Ceres Managed Futures LLC, a Delaware limited liability company, acts as the general partner (the “General Partner”) and commodity pool operator of the Master. At December 31, 2016, the General Partner was a wholly-owned subsidiary of Morgan Stanley Smith Barney Holdings LLC (“MSSB Holdings”). MSSB Holdings was ultimately owned by Morgan Stanley. Morgan Stanley is a publicly held company whose shares are listed on the New York Stock Exchange. Morgan Stanley is engaged in various financial services and other businesses. All trading decisions for the Master are made by the Advisor (as defined below).

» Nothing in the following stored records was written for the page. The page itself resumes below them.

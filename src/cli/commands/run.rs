//! Run command implementation.
//!
//! A headless countdown: the current terminal line is redrawn once per
//! second until the requested number of phases has completed.

use std::io::{self, Write};
use std::thread;
use std::time::{Duration as StdDuration, Instant};

use chrono::{Duration, Local};
use colored::Colorize;
use log::info;

use crate::cli::args::{OutputFormat, SessionArgs};
use crate::cli::commands::session_durations;
use crate::config::Config;
use crate::error::PomoError;
use crate::focus::{format_clock_duration, format_minutes, Bell, Counter, SessionEngine, Ticker};
use crate::output::{format_report, format_status_line, SessionReport};

/// Execute the run command.
///
/// # Errors
///
/// Returns an error if writing to the terminal or formatting output fails.
pub fn run(config: &Config, args: &SessionArgs, format: OutputFormat) -> Result<String, PomoError> {
    let mut engine = SessionEngine::with_durations(session_durations(config, &args.durations));
    if config.notifications.bell && !args.quiet {
        engine.subscribe(Box::new(Bell::stdout()));
    }
    let durations = engine.durations();
    let mut runner = Runner::new(engine, args.phases);

    let mut out = io::stdout();
    runner.start(Instant::now());
    info!("run started with phase limit {:?}", args.phases);

    if format == OutputFormat::Pretty {
        writeln!(
            out,
            "{} {} focus, {} break (started {})",
            "▶".green(),
            format_minutes(durations.focus_minutes()),
            format_minutes(durations.break_minutes()),
            Local::now().format("%H:%M")
        )?;
    }
    render(&mut out, &runner.engine, runner.phases_completed(), format)?;

    while runner.is_running() {
        if let Some(wait) = runner.time_until_tick(Instant::now()) {
            thread::sleep(wait);
        }
        runner.on_time(Instant::now(), |engine, phases| {
            render(&mut out, engine, phases, format)
        })?;
    }

    let report = runner.report();
    match format {
        OutputFormat::Json => format_report(&report, format),
        OutputFormat::Pretty => {
            writeln!(out)?;
            Ok(format!(
                "{} Session finished: {} phase{} completed in {}",
                "■".red(),
                report.phases_completed,
                if report.phases_completed == 1 { "" } else { "s" },
                format_clock_duration(runner.elapsed())
            ))
        }
    }
}

/// Drives an engine from wall-clock time until an optional phase limit.
struct Runner {
    engine: SessionEngine,
    ticker: Ticker,
    phases: Counter,
    limit: Option<u32>,
    /// Session time at the last applied tick; survives the final stop.
    elapsed: Duration,
}

impl Runner {
    fn new(mut engine: SessionEngine, limit: Option<u32>) -> Self {
        let phases = Counter::new();
        engine.subscribe(Box::new(phases.clone()));
        Self {
            engine,
            ticker: Ticker::new(),
            phases,
            limit,
            elapsed: Duration::zero(),
        }
    }

    fn start(&mut self, now: Instant) {
        self.engine.start_configured();
        self.ticker.arm(now);
    }

    fn is_running(&self) -> bool {
        self.engine.is_running()
    }

    fn phases_completed(&self) -> u64 {
        self.phases.count()
    }

    fn elapsed(&self) -> Duration {
        self.elapsed
    }

    fn time_until_tick(&self, now: Instant) -> Option<StdDuration> {
        self.ticker.time_until(now)
    }

    /// Apply every tick due by `now`, handing each one to `on_tick`.
    ///
    /// Reaching the phase limit stops the engine and cancels the ticker; the
    /// tick that crossed the limit is not emitted.
    fn on_time(
        &mut self,
        now: Instant,
        mut on_tick: impl FnMut(&SessionEngine, u64) -> Result<(), PomoError>,
    ) -> Result<(), PomoError> {
        for _ in 0..self.ticker.poll(now) {
            self.elapsed = self.engine.tick().elapsed();
            if self.limit_reached() {
                info!("phase limit reached after {} ticks", self.elapsed.num_seconds());
                self.engine.stop();
                break;
            }
            on_tick(&self.engine, self.phases.count())?;
        }
        if !self.engine.is_running() {
            self.ticker.cancel();
        }
        Ok(())
    }

    fn limit_reached(&self) -> bool {
        self.limit
            .is_some_and(|limit| self.phases.count() >= u64::from(limit))
    }

    /// Snapshot of the engine as it stands now, stopped or not.
    fn report(&self) -> SessionReport {
        SessionReport::from_engine(&self.engine, self.phases.count())
    }
}

fn render(
    out: &mut impl Write,
    engine: &SessionEngine,
    phases_completed: u64,
    format: OutputFormat,
) -> Result<(), PomoError> {
    match format {
        OutputFormat::Pretty => {
            // \r + erase-to-end-of-line keeps the countdown on one line
            write!(out, "\r{}\x1b[K", format_status_line(engine))?;
        }
        OutputFormat::Json => {
            let report = SessionReport::from_engine(engine, phases_completed);
            writeln!(out, "{}", serde_json::to_string(&report)?)?;
        }
    }
    out.flush()?;
    Ok(())
}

On September 1, 2012 (commencement of trading operations), Emerging CTA Portfolio L.P. (“Emerging CTA”) allocated a portion of its capital to the Master and purchased an interest in the Master with cash equal to $3,000,000. On November 1, 2012, Ceres Tactical Currency L.P. (“Ceres Tactical Currency”) (formerly known as Morgan Stanley Smith Barney Spectrum Currency and Commodity L.P.) allocated a portion of its capital to the Master and purchased an interest in the Master with cash equal to $3,355,672. On December 1, 2015, Morgan Stanley Managed Futures Custom Solutions Fund LP – Series A (“Custom Solutions”), Tactical Diversified Futures Fund L.P. (“Tactical Diversified”), and Institutional Futures Portfolio L.P. (“Institutional Portfolio”) each allocated a portion of their capital to the Master and purchased an interest in the Master with cash equal to $2,400,000, $17,000,000 and $2,500,000, respectively. The Master permits commodity pools managed now or in the future by The Cambridge Strategy (Asset Management) Limited (the “Advisor”) using the Asian Markets Alpha Programme and the Emerging Markets Alpha Programme, the Advisor’s proprietary, systematic trading systems, to invest together in one trading vehicle.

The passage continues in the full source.